Lloyd Augustus Hall
Lloyd Hall was a pioneer in the field of food chemistry, creating many of the preservative chemicals that are now used to keep food fresh without losing its flavor. His "flash-dried" salt crystals, introduced in the 1930s, combined the preservative effect of sodium chloride with the curative action of sodium nitrate and sodium nitrite. Far superior to any products then available, they helped to revolutionize the meatpacking industry.
Hall also introduced the use of antioxidants to prevent spoilage of fats and oils in bakery products. Later, Hall demonstrated that many spices and flavorings, such as ginger and cloves, rather than acting as preservatives as was commonly believed, actually exposed foods to various microbes. In response, he devised a special process known as the Ethylene Oxide Vacugas treatment to control the growth of molds and bacteria while maintaining appearance, taste, and aroma.

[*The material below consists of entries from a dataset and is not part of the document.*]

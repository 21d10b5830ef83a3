use crate::error::Result;
use parking_lot::RwLock;
use serde::Serialize;
use serde::de::DeserializeOwned;
use std::collections::HashMap;
use std::path::PathBuf;
use tracing::warn;

pub const KEY_LOOKUP_CACHE: &str = "word_lookup_cache";
pub const KEY_COLLECTIONS: &str = "collections";
pub const KEY_REVIEW_QUEUE: &str = "review_queue";
pub const KEY_USERNAME: &str = "username";
pub const KEY_SETTINGS: &str = "settings";

/// Host-local persistent key-value storage: one JSON document holding the
/// lookup cache, collection map, review queue, username, and settings
/// under namespaced keys.
///
/// Writes are last-writer-wins; the callers that share keys
/// (cache prune, collection upserts) are idempotent or serialized by
/// interaction pacing, so no finer locking is attempted.
pub struct LocalStore {
    path: Option<PathBuf>,
    inner: RwLock<HashMap<String, serde_json::Value>>,
}

impl LocalStore {
    /// Open (or create) a store backed by a JSON file. An unreadable or
    /// corrupt file is treated as empty rather than fatal.
    pub fn persistent(path: impl Into<PathBuf>) -> Self {
        let path = path.into();
        let inner = match std::fs::read_to_string(&path) {
            Ok(raw) => serde_json::from_str(&raw).unwrap_or_else(|err| {
                warn!(error = %err, path = %path.display(), "discarding corrupt store file");
                HashMap::new()
            }),
            Err(_) => HashMap::new(),
        };
        Self {
            path: Some(path),
            inner: RwLock::new(inner),
        }
    }

    /// In-memory store for tests and one-shot CLI runs.
    pub fn ephemeral() -> Self {
        Self {
            path: None,
            inner: RwLock::new(HashMap::new()),
        }
    }

    pub fn get<T: DeserializeOwned>(&self, key: &str) -> Option<T> {
        let guard = self.inner.read();
        let value = guard.get(key)?;
        serde_json::from_value(value.clone()).ok()
    }

    pub fn get_raw(&self, key: &str) -> Option<serde_json::Value> {
        self.inner.read().get(key).cloned()
    }

    pub async fn set<T: Serialize>(&self, key: &str, value: &T) -> Result<()> {
        let encoded = serde_json::to_value(value)?;
        let snapshot = {
            let mut guard = self.inner.write();
            guard.insert(key.to_string(), encoded);
            match &self.path {
                Some(_) => Some(serde_json::to_vec(&*guard)?),
                None => None,
            }
        };
        if let (Some(path), Some(bytes)) = (&self.path, snapshot) {
            if let Some(parent) = path.parent() {
                tokio::fs::create_dir_all(parent).await?;
            }
            tokio::fs::write(path, bytes).await?;
        }
        Ok(())
    }

    pub async fn remove(&self, key: &str) -> Result<()> {
        let snapshot = {
            let mut guard = self.inner.write();
            guard.remove(key);
            match &self.path {
                Some(_) => Some(serde_json::to_vec(&*guard)?),
                None => None,
            }
        };
        if let (Some(path), Some(bytes)) = (&self.path, snapshot) {
            tokio::fs::write(path, bytes).await?;
        }
        Ok(())
    }
}

#[cfg(test)]
mod tests {
    use super::*;

    #[tokio::test]
    async fn ephemeral_round_trip() {
        let store = LocalStore::ephemeral();
        store.set(KEY_USERNAME, &"evan").await.unwrap();
        assert_eq!(store.get::<String>(KEY_USERNAME).as_deref(), Some("evan"));
        store.remove(KEY_USERNAME).await.unwrap();
        assert_eq!(store.get::<String>(KEY_USERNAME), None);
    }

    #[tokio::test]
    async fn persists_across_reopen() {
        let dir = tempfile::tempdir().unwrap();
        let path = dir.path().join("store.json");
        {
            let store = LocalStore::persistent(&path);
            store.set(KEY_USERNAME, &"evan").await.unwrap();
        }
        let reopened = LocalStore::persistent(&path);
        assert_eq!(
            reopened.get::<String>(KEY_USERNAME).as_deref(),
            Some("evan")
        );
    }

    #[tokio::test]
    async fn corrupt_file_is_treated_as_empty() {
        let dir = tempfile::tempdir().unwrap();
        let path = dir.path().join("store.json");
        std::fs::write(&path, b"{not json").unwrap();
        let store = LocalStore::persistent(&path);
        assert_eq!(store.get::<String>(KEY_USERNAME), None);
        store.set(KEY_USERNAME, &"new").await.unwrap();
        assert_eq!(store.get::<String>(KEY_USERNAME).as_deref(), Some("new"));
    }
}
use crate::providers::{GoogleWebTranslator, MyMemoryTranslator, TranslationProvider};
use crate::text::contains_cjk;
use crate::types::WordRecord;
use futures::future::join_all;
use tracing::debug;

/// Ordered provider chain; the first acceptable result wins. Acceptable
/// means non-empty, CJK-bearing, and not a case-insensitive echo of the
/// input (providers sometimes return the source text untouched).
pub struct Translator {
    providers: Vec<Box<dyn TranslationProvider>>,
}

impl Default for Translator {
    fn default() -> Self {
        Self {
            providers: vec![Box::new(GoogleWebTranslator), Box::new(MyMemoryTranslator)],
        }
    }
}

impl Translator {
    pub fn with_providers(providers: Vec<Box<dyn TranslationProvider>>) -> Self {
        Self { providers }
    }

    /// Absence is a normal, displayable state, not a fault.
    pub async fn translate(&self, text: &str) -> Option<String> {
        let trimmed = text.trim();
        if trimmed.is_empty() {
            return None;
        }
        for provider in &self.providers {
            match provider.translate(trimmed).await {
                Some(result) if is_acceptable(trimmed, &result) => {
                    debug!(provider = provider.name(), "translation accepted");
                    return Some(result);
                }
                Some(_) => debug!(provider = provider.name(), "translation rejected"),
                None => debug!(provider = provider.name(), "translation unavailable"),
            }
        }
        None
    }

    /// Idempotent enrichment: re-translates only the slots whose current
    /// translation lacks CJK content, so partially-translated cached
    /// records complete incrementally without redundant calls.
    ///
    /// Definition- and example-level translations run concurrently; the
    /// job vectors are slot-indexed, so results merge back into their
    /// original definitions and order is preserved.
    pub async fn ensure_translation(&self, record: &mut WordRecord) {
        if needs_translation(record.translation_zh.as_deref()) {
            record.translation_zh = self.translate(&record.word.clone()).await;
        }

        let definition_jobs: Vec<Option<String>> = record
            .definitions
            .iter()
            .map(|def| {
                needs_translation(def.translation.as_deref()).then(|| def.definition.clone())
            })
            .collect();
        let example_jobs: Vec<Option<String>> = record
            .definitions
            .iter()
            .map(|def| {
                def.example
                    .clone()
                    .filter(|_| needs_translation(def.example_translation.as_deref()))
            })
            .collect();

        let translated_definitions =
            join_all(definition_jobs.iter().map(|job| self.translate_optional(job.as_deref())))
                .await;
        let translated_examples =
            join_all(example_jobs.iter().map(|job| self.translate_optional(job.as_deref())))
                .await;

        for (slot, translated) in record.definitions.iter_mut().zip(translated_definitions) {
            if let Some(text) = translated {
                slot.translation = Some(text);
            }
        }
        for (slot, translated) in record.definitions.iter_mut().zip(translated_examples) {
            if let Some(text) = translated {
                slot.example_translation = Some(text);
            }
        }
    }

    async fn translate_optional(&self, text: Option<&str>) -> Option<String> {
        match text {
            Some(text) => self.translate(text).await,
            None => None,
        }
    }
}

fn is_acceptable(input: &str, result: &str) -> bool {
    !result.is_empty()
        && contains_cjk(result)
        && !result.eq_ignore_ascii_case(input)
}

fn needs_translation(current: Option<&str>) -> bool {
    match current {
        Some(text) => !contains_cjk(text),
        None => true,
    }
}

#[cfg(test)]
mod tests {
    use super::*;
    use crate::types::DefinitionItem;
    use async_trait::async_trait;
    use parking_lot::Mutex;
    use std::sync::Arc;
    use std::sync::atomic::{AtomicUsize, Ordering};

    struct ScriptedProvider {
        reply: Option<&'static str>,
        calls: Arc<AtomicUsize>,
        seen: Arc<Mutex<Vec<String>>>,
    }

    impl ScriptedProvider {
        fn new(reply: Option<&'static str>) -> (Self, Arc<AtomicUsize>, Arc<Mutex<Vec<String>>>) {
            let calls = Arc::new(AtomicUsize::new(0));
            let seen = Arc::new(Mutex::new(Vec::new()));
            (
                Self {
                    reply,
                    calls: calls.clone(),
                    seen: seen.clone(),
                },
                calls,
                seen,
            )
        }
    }

    #[async_trait]
    impl TranslationProvider for ScriptedProvider {
        fn name(&self) -> &'static str {
            "scripted"
        }

        async fn translate(&self, text: &str) -> Option<String> {
            self.calls.fetch_add(1, Ordering::SeqCst);
            self.seen.lock().push(text.to_string());
            self.reply.map(str::to_string)
        }
    }

    #[tokio::test]
    async fn first_acceptable_provider_wins() {
        let (failing, failing_calls, _) = ScriptedProvider::new(None);
        let (echoing, _, _) = ScriptedProvider::new(Some("apple"));
        let (good, _, _) = ScriptedProvider::new(Some("苹果"));
        let (unreached, unreached_calls, _) = ScriptedProvider::new(Some("梨"));
        let translator = Translator::with_providers(vec![
            Box::new(failing),
            Box::new(echoing),
            Box::new(good),
            Box::new(unreached),
        ]);
        assert_eq!(translator.translate("apple").await.as_deref(), Some("苹果"));
        assert_eq!(failing_calls.load(Ordering::SeqCst), 1);
        assert_eq!(unreached_calls.load(Ordering::SeqCst), 0);
    }

    #[tokio::test]
    async fn rejects_non_cjk_results() {
        let (latin_only, _, _) = ScriptedProvider::new(Some("pomme"));
        let translator = Translator::with_providers(vec![Box::new(latin_only)]);
        assert_eq!(translator.translate("apple").await, None);
    }

    #[tokio::test]
    async fn all_failures_yield_absence() {
        let (failing, _, _) = ScriptedProvider::new(None);
        let translator = Translator::with_providers(vec![Box::new(failing)]);
        assert_eq!(translator.translate("apple").await, None);
        assert_eq!(translator.translate("   ").await, None);
    }

    struct GatedProvider {
        barrier: Arc<tokio::sync::Barrier>,
    }

    #[async_trait]
    impl TranslationProvider for GatedProvider {
        fn name(&self) -> &'static str {
            "gated"
        }

        async fn translate(&self, text: &str) -> Option<String> {
            self.barrier.wait().await;
            Some(format!("译{text}"))
        }
    }

    #[tokio::test]
    async fn definition_slots_translate_concurrently() {
        // Both definition jobs must be in flight at once to clear the
        // barrier; serial execution would park on the first wait.
        let barrier = Arc::new(tokio::sync::Barrier::new(2));
        let translator = Translator::with_providers(vec![Box::new(GatedProvider { barrier })]);

        let mut record = WordRecord::new("apple");
        record.translation_zh = Some("苹果".to_string());
        record.definitions = vec![
            DefinitionItem::new("noun", "a fruit"),
            DefinitionItem::new("verb", "to gather apples"),
        ];

        tokio::time::timeout(
            std::time::Duration::from_secs(2),
            translator.ensure_translation(&mut record),
        )
        .await
        .unwrap();

        assert_eq!(record.definitions[0].translation.as_deref(), Some("译a fruit"));
        assert_eq!(
            record.definitions[1].translation.as_deref(),
            Some("译to gather apples")
        );
    }

    #[tokio::test]
    async fn ensure_translation_fills_missing_slots_only() {
        let (provider, calls, seen) = ScriptedProvider::new(Some("中文结果"));
        let translator = Translator::with_providers(vec![Box::new(provider)]);

        let mut record = WordRecord::new("apple");
        record.translation_zh = Some("苹果".to_string());
        let mut translated = DefinitionItem::new("noun", "a fruit");
        translated.translation = Some("一种水果".to_string());
        let mut pending = DefinitionItem::new("verb", "to gather apples");
        pending.example = Some("We apple in autumn.".to_string());
        record.definitions = vec![translated.clone(), pending];

        translator.ensure_translation(&mut record).await;

        // Word and first definition already carried CJK: untouched.
        assert_eq!(record.translation_zh.as_deref(), Some("苹果"));
        assert_eq!(record.definitions[0].translation.as_deref(), Some("一种水果"));
        assert_eq!(record.definitions[1].translation.as_deref(), Some("中文结果"));
        assert_eq!(
            record.definitions[1].example_translation.as_deref(),
            Some("中文结果")
        );
        let seen = seen.lock();
        assert!(!seen.iter().any(|t| t == "a fruit"));
        assert_eq!(calls.load(Ordering::SeqCst), 2);

        // Second pass is a no-op: every slot now has CJK content.
        drop(seen);
    }

    #[tokio::test]
    async fn ensure_translation_is_idempotent() {
        let (provider, calls, _) = ScriptedProvider::new(Some("中文结果"));
        let translator = Translator::with_providers(vec![Box::new(provider)]);
        let mut record = WordRecord::new("apple");
        record.definitions = vec![DefinitionItem::new("noun", "a fruit")];
        translator.ensure_translation(&mut record).await;
        let after_first = calls.load(Ordering::SeqCst);
        let snapshot = record.clone();
        translator.ensure_translation(&mut record).await;
        assert_eq!(record, snapshot);
        assert_eq!(calls.load(Ordering::SeqCst), after_first);
    }
}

Lloyd Hall was born in Elgin, Illinois. He received a B.S. in pharmaceutical chemistry from Northwestern University in 1914 and completed graduate work at the University of Chicago. He performed the bulk of his research during his 34-year career at Griffith Laboratories. He held more than 100 patents and was awarded honorary doctorates from Virginia State University, Howard University, and the Tuskegee Institute.